Pysch 45: Emotional memory demo results



In [2]:

    
%matplotlib inline

import pandas as pd
import numpy as np
import seaborn as sns
import matplotlib.pyplot as plt
import matplotlib.ticker as plticker
import re
import string

sns.set(style='ticks', font_scale=1.5)



In [3]:

    
df = pd.read_csv('HITResultsFor3UEDKCTP9VQSZE86QJFHRRFFFRL7KU.csv', index_col=False)
ratings = pd.read_csv('valence_ratings.csv', index_col=False)

Number of participants



In [4]:

    
print 'There are data from ' +str(df.shape[0] - 1) + ' participants.'









    



There are data from 31 participants.

Pull out important data from Turk output



In [5]:

    
def add_null_col(df, col_names):
    for col in col_names:
        df[col] = np.nan
    return df



In [6]:

    
dtrials = pd.DataFrame()
drecall = pd.DataFrame()
predicate = lambda x:x not in string.punctuation

condition_list = ['pos', 'neg', 'neut']
df = add_null_col(df, condition_list)

for sub in df.iterrows():
        
    index = sub[0]
    row = sub[1]
    
    # extract trial data, for serial position
    trial_count = len(eval(df.ix[index]['Answer 1'])['thisList'])
    dsub = pd.DataFrame([eval(df.ix[index]['Answer 1'])['thisList'],
                         eval(df.ix[index]['Answer 1'])['theseResults']],
                         index=['word', 'retrieved']).T
    dsub.loc[:,'retrieved'] = dsub.retrieved.astype(int)
    dsub['subid'] = index
    dsub['serial_pos'] = np.arange(1,trial_count+1)
    dtrials = dtrials.append(dsub, ignore_index=True)
    
    # extract free recall order data
    recall_order = eval(df.ix[index,'Answer 1'])['thisRetrieval']
    recall_order = re.split('; |, |\n|\t| |', recall_order) # strip various ways
    recall_order = [filter(predicate, recall) for recall in recall_order] # remove punctuation
    recall_order = [recall.lower() for recall in recall_order] # convert to lowercase
    recall_order = filter(lambda x: x != '', recall_order) # remove empty words
    recall_order = filter(lambda x: x in ratings.word.values, recall_order) # remove FAs
    dsub = pd.DataFrame()
    dsub['word'] = pd.Series(recall_order)
    dsub['subid'] = index
    dsub['recall_order'] = np.arange(1,len(recall_order)+1)
    dsub['word_status'] = 'word'
    dsub.ix[len(recall_order)-1, 'word_status'] = 'last'
    drecall = drecall.append(dsub, ignore_index=True)
    
    for cond in ['pos', 'neg', 'neut']:
        df.ix[index, cond] = eval(row['Answer 1'])['num' + cond]



In [7]:

    
data = pd.DataFrame(df.loc[:,['pos', 'neg', 'neut']].stack().reset_index())
data.rename(columns={'level_0': 'subid', 
                     'level_1': 'valence', 
                     0: 'count'}, inplace=True)
data['proportion'] = data['count'].apply(lambda x: x/15)
data.head()



In [8]:

    
data = data.loc[data.subid != 0] #remove "pilot" data
dtrials = dtrials.loc[dtrials.subid != 0].reset_index() #remove "pilot" data
drecall = drecall.loc[drecall.subid != 0].reset_index() #remove "pilot" data

dtrials = dtrials.merge(ratings)

Do participants remember more emotional than neutral words?



In [10]:

    
p = sns.factorplot(x='valence', y='proportion', 
                   hue='valence', units='subid', ci=68,
                   data=data, aspect=1.5,
                   palette=['#33cc33', '#ff6666', '#cc66ff'])

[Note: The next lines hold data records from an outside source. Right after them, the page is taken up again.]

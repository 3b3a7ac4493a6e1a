//! Manifest state management: merging interview facts, tracking which
//! required fields are still missing, and condensing the manifest for prompts.

use crate::manifest::domain::{ManifestField, ManifestUpdate, ProjectManifest, REQUIRED_FIELDS};

const SUMMARY_MISSION_CHARS: usize = 160;

/// Outcome of applying one interview turn.
#[derive(Debug, Clone, Default, PartialEq, Eq)]
pub struct InterviewProgress {
    /// Fields that left the missing set during this turn.
    pub newly_completed: Vec<ManifestField>,
    /// Completeness score after the turn.
    pub completeness_score: u8,
}

/// Maintains a [`ProjectManifest`] and its missing-field set.
///
/// The missing set only ever shrinks within a session. A field leaves it when
/// the model judges the field complete *and* the field holds information;
/// nothing puts a field back.
#[derive(Debug, Clone, Copy, Default)]
pub struct ManifestStateManager;

impl ManifestStateManager {
    /// Creates a manager.
    #[must_use]
    pub const fn new() -> Self {
        Self
    }

    /// Returns the required fields that are structurally empty, in prompt
    /// order, and refreshes the manifest's completeness score to match.
    pub fn assess(self, manifest: &mut ProjectManifest) -> Vec<ManifestField> {
        let missing: Vec<ManifestField> = REQUIRED_FIELDS
            .iter()
            .copied()
            .filter(|field| manifest.is_field_empty(*field))
            .collect();
        manifest.set_missing_count(missing.len());
        missing
    }

    /// Merges an interview update and applies the model's completion
    /// judgements.
    pub fn apply_interview(
        self,
        manifest: &mut ProjectManifest,
        missing: &mut Vec<ManifestField>,
        update: &ManifestUpdate,
        judged_complete: &[ManifestField],
    ) -> InterviewProgress {
        update.apply_to(manifest);

        let mut newly_completed = Vec::new();
        missing.retain(|field| {
            let complete = judged_complete.contains(field) && !manifest.is_field_empty(*field);
            if complete {
                newly_completed.push(*field);
            }
            !complete
        });
        manifest.set_missing_count(missing.len());

        InterviewProgress {
            newly_completed,
            completeness_score: manifest.completeness_score(),
        }
    }

    /// Renders the condensed one-paragraph summary stored in workflow state.
    #[must_use]
    pub fn summary(self, manifest: &ProjectManifest, missing: &[ManifestField]) -> String {
        let name = if manifest.name.trim().is_empty() {
            "Unnamed project"
        } else {
            manifest.name.trim()
        };
        let mut parts = vec![name.to_owned()];
        if let Some(phase) = manifest.phase {
            parts.push(format!("phase: {phase}"));
        }
        if !manifest.mission.trim().is_empty() {
            parts.push(format!(
                "mission: {}",
                truncate_chars(manifest.mission.trim(), SUMMARY_MISSION_CHARS)
            ));
        }
        if !manifest.target_users.is_empty() {
            parts.push(format!("users: {}", manifest.target_users.join(", ")));
        }
        if !manifest.tech_stack.is_empty() {
            parts.push(format!("stack: {}", manifest.tech_stack.join(", ")));
        }
        parts.push(format!("{}% complete", manifest.completeness_score()));
        if !missing.is_empty() {
            let names: Vec<&str> = missing.iter().map(|field| field.as_str()).collect();
            parts.push(format!("missing: {}", names.join(", ")));
        }
        parts.join(" | ")
    }
}

fn truncate_chars(text: &str, limit: usize) -> String {
    if text.chars().count() <= limit {
        return text.to_owned();
    }
    let mut truncated: String = text.chars().take(limit).collect();
    truncated.push_str("...");
    truncated
}
//! Atelier: workflow orchestration for a project-management assistant.
//!
//! Each user turn is classified into an intent, dispatched to a workflow
//! chosen by intent and the current conversational mode, and handled either
//! by a structured interview call or by a bounded tool-calling loop against
//! task, sprint and document providers.
//!
//! # Architecture
//!
//! Atelier follows hexagonal architecture principles:
//!
//! - **Domain**: conversation state, the project manifest and workspace records
//! - **Ports**: traits for the language model and the workspace providers
//! - **Adapters**: an OpenAI-compatible HTTP model client, a scripted model
//!   and in-memory workspace providers
//!
//! # Modules
//!
//! - [`agent`]: the turn entry point and the per-conversation session task
//! - [`workflow`]: the engine, its registry and the workflows
//! - [`intent`]: intent classification
//! - [`tools`]: the tool catalogue and the tool executor
//! - [`compiler`]: document-to-task compilation
//! - [`context`]: prompt and transcript assembly
//! - [`manifest`]: the project manifest and its completeness tracking
//! - [`conversation`]: agent state, messages and artifacts
//! - [`model`]: the model provider port and its adapters
//! - [`workspace`]: task, sprint and document providers
//! - [`extraction`]: tolerant parsing of structured model output
//! - [`external`]: timeouts and cancellation for external calls
//! - [`config`]: configuration

pub mod agent;
pub mod compiler;
pub mod config;
pub mod context;
pub mod conversation;
pub mod external;
pub mod extraction;
pub mod intent;
pub mod manifest;
pub mod model;
pub mod tools;
pub mod workflow;
pub mod workspace;
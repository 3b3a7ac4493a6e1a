//! Classification followed by registry dispatch.

use super::{TurnContext, WorkflowError, WorkflowKind, WorkflowOutput, WorkflowRegistry};
use crate::conversation::domain::{AgentState, Mode};
use crate::external::{CallError, CallGuard};
use crate::intent::{Intent, IntentClassification, IntentClassifier};
use tracing::{info, instrument};

/// The outcome of dispatching one turn.
#[derive(Debug, Clone, PartialEq)]
pub struct Dispatch {
    /// The workflow that handled the turn.
    pub kind: WorkflowKind,
    /// The mode the engine is in afterwards.
    pub mode: Mode,
    /// What the workflow produced.
    pub output: WorkflowOutput,
}

/// Routes turns to workflows.
#[derive(Clone)]
pub struct WorkflowEngine {
    classifier: IntentClassifier,
    registry: WorkflowRegistry,
}

impl WorkflowEngine {
    /// Creates an engine from a classifier and a registry.
    #[must_use]
    pub const fn new(classifier: IntentClassifier, registry: WorkflowRegistry) -> Self {
        Self {
            classifier,
            registry,
        }
    }

    /// Returns the registry.
    #[must_use]
    pub const fn registry(&self) -> &WorkflowRegistry {
        &self.registry
    }

    /// Classifies `input` against the conversation so far.
    ///
    /// An unusable classification falls back to [`Intent::DEFAULT`] from
    /// idle and to [`Intent::Unclear`] otherwise, so a classifier failure
    /// mid-workflow keeps the active workflow.
    ///
    /// # Errors
    ///
    /// Returns [`CallError::Cancelled`] when the turn is cancelled.
    pub async fn classify(
        &self,
        state: &AgentState,
        input: &str,
        guard: &CallGuard,
    ) -> Result<IntentClassification, CallError> {
        self.classifier
            .classify(state.history(), input, fallback_intent(state.mode()), guard)
            .await
    }

    /// Runs the workflow selected for the turn's intent in the current mode,
    /// then moves the state into that workflow's mode.
    ///
    /// # Errors
    ///
    /// Returns [`WorkflowError`] when the selected workflow fails. The mode
    /// is left unchanged in that case.
    #[instrument(skip_all, fields(intent = %turn.intent, mode = %state.mode()))]
    pub async fn dispatch(
        &self,
        state: &mut AgentState,
        turn: &TurnContext<'_>,
    ) -> Result<Dispatch, WorkflowError> {
        let workflow = self.registry.select(turn.intent, state.mode());
        info!(workflow = %workflow.kind(), "dispatching turn");
        state.workflow_mut().set_current_intent(turn.intent);

        let output = workflow.execute(state, turn).await?;
        state.set_mode(workflow.mode());

        Ok(Dispatch {
            kind: workflow.kind(),
            mode: workflow.mode(),
            output,
        })
    }
}

const fn fallback_intent(mode: Mode) -> Intent {
    if matches!(mode, Mode::Idle) {
        Intent::DEFAULT
    } else {
        Intent::Unclear
    }
}
//! Quick-reply suggestions embedded in assistant text.
//!
//! The model is asked to close its reply with a block such as
//!
//! ```text
//! <suggestions>[{"label": "Plan", "text": "Plan the next sprint"}]</suggestions>
//! ```
//!
//! Extraction removes the block and turns each entry into a
//! [`SuggestedAction`]. A malformed block is left in place and yields no
//! actions.

use super::unwrap_fenced;
use crate::conversation::domain::SuggestedAction;
use serde::Deserialize;
use tracing::debug;

/// Opening delimiter of the suggestions block.
pub const SUGGESTIONS_OPEN: &str = "<suggestions>";
/// Closing delimiter of the suggestions block.
pub const SUGGESTIONS_CLOSE: &str = "</suggestions>";

/// Text with its suggestions block removed, plus the parsed actions.
#[derive(Debug, Clone, Default, PartialEq)]
pub struct SuggestionExtraction {
    /// User-visible content.
    pub content: String,
    /// Parsed suggestions, in block order.
    pub actions: Vec<SuggestedAction>,
}

#[derive(Debug, Deserialize)]
struct RawSuggestion {
    #[serde(default)]
    label: Option<String>,
    text: String,
}

/// Splits a suggestions block out of `text`.
///
/// Never fails: text without a well-formed block comes back unchanged with
/// no actions, so running this on its own output is a no-op.
#[must_use]
pub fn extract_suggestions(text: &str) -> SuggestionExtraction {
    let unchanged = || SuggestionExtraction {
        content: text.to_owned(),
        actions: Vec::new(),
    };
    let Some((before, rest)) = text.split_once(SUGGESTIONS_OPEN) else {
        return unchanged();
    };
    let Some((payload, after)) = rest.split_once(SUGGESTIONS_CLOSE) else {
        return unchanged();
    };
    let raw: Vec<RawSuggestion> = match serde_json::from_str(unwrap_fenced(payload)) {
        Ok(parsed) => parsed,
        Err(err) => {
            debug!(error = %err, "ignoring malformed suggestions block");
            return unchanged();
        }
    };

    let actions = raw
        .into_iter()
        .filter(|entry| !entry.text.trim().is_empty())
        .map(|entry| {
            let label = entry
                .label
                .filter(|label| !label.trim().is_empty())
                .unwrap_or_else(|| entry.text.clone());
            SuggestedAction::chat(label, entry.text)
        })
        .collect();

    SuggestionExtraction {
        content: format!("{before}{after}").trim().to_owned(),
        actions,
    }
}
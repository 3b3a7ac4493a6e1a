//! Intent labels and classification results.

use serde::{Deserialize, Serialize};
use std::fmt;
use thiserror::Error;

/// What a user turn is trying to accomplish.
#[derive(Debug, Clone, Copy, PartialEq, Eq, Hash, Serialize, Deserialize)]
#[serde(rename_all = "snake_case")]
pub enum Intent {
    /// Describe or refine the project itself.
    Interview,
    /// Ask about existing tasks, documents or sprints.
    Query,
    /// Brainstorm and capture ideas.
    Idea,
    /// Write or revise documents.
    Document,
    /// Turn a document into engineering tasks.
    Compile,
    /// Organize work into sprints.
    Plan,
    /// Carry out a concrete change in the workspace.
    Execute,
    /// Review progress and risks.
    Analyze,
    /// The classifier could not decide.
    Unclear,
}

/// Error returned when an intent label is not recognised.
#[derive(Debug, Clone, PartialEq, Eq, Error)]
#[error("unknown intent: {0}")]
pub struct ParseIntentError(pub String);

impl Intent {
    /// Intent used when classification produces nothing usable and no
    /// workflow is active.
    pub const DEFAULT: Self = Self::Query;

    /// Every label, in the order presented to the classifier.
    pub const ALL: [Self; 9] = [
        Self::Interview,
        Self::Query,
        Self::Idea,
        Self::Document,
        Self::Compile,
        Self::Plan,
        Self::Execute,
        Self::Analyze,
        Self::Unclear,
    ];

    /// Returns the wire label.
    #[must_use]
    pub const fn as_str(self) -> &'static str {
        match self {
            Self::Interview => "interview",
            Self::Query => "query",
            Self::Idea => "idea",
            Self::Document => "document",
            Self::Compile => "compile",
            Self::Plan => "plan",
            Self::Execute => "execute",
            Self::Analyze => "analyze",
            Self::Unclear => "unclear",
        }
    }
}

impl fmt::Display for Intent {
    fn fmt(&self, f: &mut fmt::Formatter<'_>) -> fmt::Result {
        f.write_str(self.as_str())
    }
}

impl TryFrom<&str> for Intent {
    type Error = ParseIntentError;

    fn try_from(value: &str) -> Result<Self, Self::Error> {
        let normalized = value.trim().to_ascii_lowercase();
        let intent = match normalized.as_str() {
            "interview" | "onboarding" => Self::Interview,
            "query" | "question" => Self::Query,
            "idea" | "brainstorm" => Self::Idea,
            "document" | "documenting" | "doc" => Self::Document,
            "compile" | "compiling" => Self::Compile,
            "plan" | "planning" => Self::Plan,
            "execute" | "execution" => Self::Execute,
            "analyze" | "analyse" | "analysis" => Self::Analyze,
            "unclear" | "unknown" => Self::Unclear,
            _ => return Err(ParseIntentError(value.to_owned())),
        };
        Ok(intent)
    }
}

/// The classifier's verdict for one turn.
#[derive(Debug, Clone, PartialEq, Serialize, Deserialize)]
pub struct IntentClassification {
    /// Selected intent.
    pub intent: Intent,
    /// Confidence in `[0, 1]`.
    pub confidence: f64,
    /// Short justification from the model.
    pub reasoning: String,
}

impl IntentClassification {
    /// Creates a classification, clamping `confidence` into `[0, 1]`.
    #[must_use]
    pub fn new(intent: Intent, confidence: f64, reasoning: impl Into<String>) -> Self {
        let bounded = if confidence.is_nan() {
            0.0
        } else {
            confidence.clamp(0.0, 1.0)
        };
        Self {
            intent,
            confidence: bounded,
            reasoning: reasoning.into(),
        }
    }

    /// Classification used when the model output is unusable.
    #[must_use]
    pub fn fallback(intent: Intent, reason: impl Into<String>) -> Self {
        Self::new(intent, 0.0, reason)
    }
}
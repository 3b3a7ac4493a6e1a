//! The document compiler service.

use super::{CompilationOutput, CompiledTask};
use crate::external::{CallError, CallGuard};
use crate::extraction::parse_json_payload;
use crate::model::domain::{ModelMessage, ModelRequest};
use crate::model::ports::{ModelError, ModelProvider};
use crate::workspace::domain::{Task, WorkspaceDomainError};
use crate::workspace::ports::{TaskProvider, WorkspaceProviderError};
use std::sync::Arc;
use thiserror::Error;
use tracing::{info, instrument, warn};

const COMPILER_INSTRUCTIONS: &str = "You are a senior engineering lead. Decompose the document \
into concrete engineering tasks. Each task needs a specific title, a detailed description, at \
least one acceptance criterion, an estimated complexity of low, medium or high, and the titles of \
any tasks it depends on. Report gaps or contradictions in the document as warnings.\n\
Reply with JSON only, shaped as {\"tasks\": [{\"title\": \"...\", \"description\": \"...\", \
\"acceptanceCriteria\": [\"...\"], \"estimatedComplexity\": \"medium\", \"dependencies\": []}], \
\"warnings\": []}.";

/// Errors raised while compiling or persisting a document.
#[derive(Debug, Clone, Error)]
pub enum CompileError {
    /// The model call failed.
    #[error(transparent)]
    Model(#[from] ModelError),

    /// The call was cancelled or timed out.
    #[error(transparent)]
    Call(#[from] CallError),

    /// The reply could not be parsed into a task list.
    #[error("compiler output could not be parsed: {reason}")]
    Parse {
        /// Parser error message.
        reason: String,
        /// The model's reply, verbatim.
        raw: String,
    },

    /// A compiled task could not be turned into a task payload.
    #[error(transparent)]
    InvalidTask(#[from] WorkspaceDomainError),

    /// The task provider rejected a compiled task.
    #[error(transparent)]
    Persist(#[from] WorkspaceProviderError),
}

impl CompileError {
    /// Returns the raw model output for parse failures.
    #[must_use]
    pub fn raw_output(&self) -> Option<&str> {
        match self {
            Self::Parse { raw, .. } => Some(raw.as_str()),
            _ => None,
        }
    }

    /// Returns `true` when the error represents cancellation.
    #[must_use]
    pub const fn is_cancelled(&self) -> bool {
        matches!(self, Self::Call(CallError::Cancelled))
    }
}

/// Decomposes documents into engineering tasks with one model call.
#[derive(Clone)]
pub struct DocumentCompiler {
    model: Arc<dyn ModelProvider>,
}

impl DocumentCompiler {
    /// Creates a compiler backed by `model`.
    #[must_use]
    pub const fn new(model: Arc<dyn ModelProvider>) -> Self {
        Self { model }
    }

    /// Compiles `document` into a task list.
    ///
    /// # Errors
    ///
    /// Returns [`CompileError::Parse`] with the raw reply when the output is
    /// not a task list, or the model or guard error when the call fails.
    #[instrument(skip(self, document, guard), fields(document_chars = document.len()))]
    pub async fn compile(
        &self,
        document: &str,
        doc_type: &str,
        guard: &CallGuard,
    ) -> Result<CompilationOutput, CompileError> {
        let request = ModelRequest::new(vec![
            ModelMessage::system(COMPILER_INSTRUCTIONS),
            ModelMessage::user(format!("Document type: {doc_type}\n\n{document}")),
        ])
        .json();

        let response = guard.run(self.model.invoke(request)).await??;
        let output = parse_output(&response.content).map_err(|reason| {
            warn!(%reason, "compiler reply was not a task list");
            CompileError::Parse {
                reason,
                raw: response.content.clone(),
            }
        })?;
        info!(
            tasks = output.tasks.len(),
            warnings = output.warnings.len(),
            "document compiled"
        );
        Ok(output)
    }

    /// Creates one task per compiled task, in order.
    ///
    /// Stops at the first failure; tasks created before it remain.
    ///
    /// # Errors
    ///
    /// Returns the first domain, provider or guard error encountered.
    pub async fn persist(
        &self,
        output: &CompilationOutput,
        tasks: &dyn TaskProvider,
        guard: &CallGuard,
    ) -> Result<Vec<Task>, CompileError> {
        let mut created = Vec::with_capacity(output.tasks.len());
        for compiled in &output.tasks {
            let payload = compiled.to_new_task()?;
            created.push(guard.run(tasks.create(&payload)).await??);
        }
        Ok(created)
    }
}

fn parse_output(raw: &str) -> Result<CompilationOutput, String> {
    parse_json_payload::<CompilationOutput>(raw).or_else(|object_err| {
        parse_json_payload::<Vec<CompiledTask>>(raw)
            .map(|tasks| CompilationOutput {
                tasks,
                warnings: Vec::new(),
            })
            .map_err(|_| object_err.to_string())
    })
}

p.set_ylabels('Proportion remembered')
sns.despine(trim=True)

Most commonly retrieved words



In [11]:

    
top_words = dtrials.groupby(['word']).mean().reset_index().sort('retrieved', 
                                                               ascending=False)
top_words.loc[top_words['retrieved'] > .45, ['word', 'retrieved']]

Serial position effect

Categorical analysis:

Primacy: First 5 words
Middle: Middle 35 words
Recency: Last 5 words



In [12]:

    
dtrials['serial_category'] = 'middle'
dtrials.loc[dtrials.serial_pos < 6, 'serial_category'] = 'primacy'
dtrials.loc[dtrials.serial_pos > 40, 'serial_category'] = 'recency'

data = dtrials.groupby(['subid', 'serial_category']).mean().reset_index()

p = sns.factorplot(x='serial_category', order=['primacy', 'middle', 'recency'],
                   y='retrieved', aspect=1.5,
                   units='subid', ci=68, data=data)

p.set_xlabels('')
p.set_ylabels('proportion retrieved')
sns.despine(trim=True)

Is probability of recalling words in the middle of the list higher if the word is emotional?



In [13]:

    
data = dtrials.groupby(['subid', 'serial_category', 'valence']).mean().reset_index()

p = sns.factorplot(x='serial_category', 
                   order=['primacy', 'middle', 'recency'],
                   y='retrieved', aspect=1.5, hue='valence',
                   units='subid', ci=68, data=data, kind='bar', 
                   palette=['#ff6666', '#cc66ff', '#33cc33'])

p.set_xlabels('')
p.set_ylabels('proportion retrieved')
sns.despine(trim=True)

Serial position function

Smoothed serial position



In [14]:

    
dtrials.index = dtrials.serial_pos



In [15]:

    
def bin_series(vector, smoothing_factor):
    unique_points = vector.max()
    bins = np.linspace(0, unique_points, unique_points/smoothing_factor)
    binned_vec = np.digitize(vector, bins)
    
    return binned_vec



In [16]:

    
smoothing_factor = 3

dserial = dtrials
dserial['serial_pos_bin'] = bin_series(dserial.serial_pos, smoothing_factor)
dserial = dserial.groupby(['subid', 'serial_pos_bin']).mean().reset_index()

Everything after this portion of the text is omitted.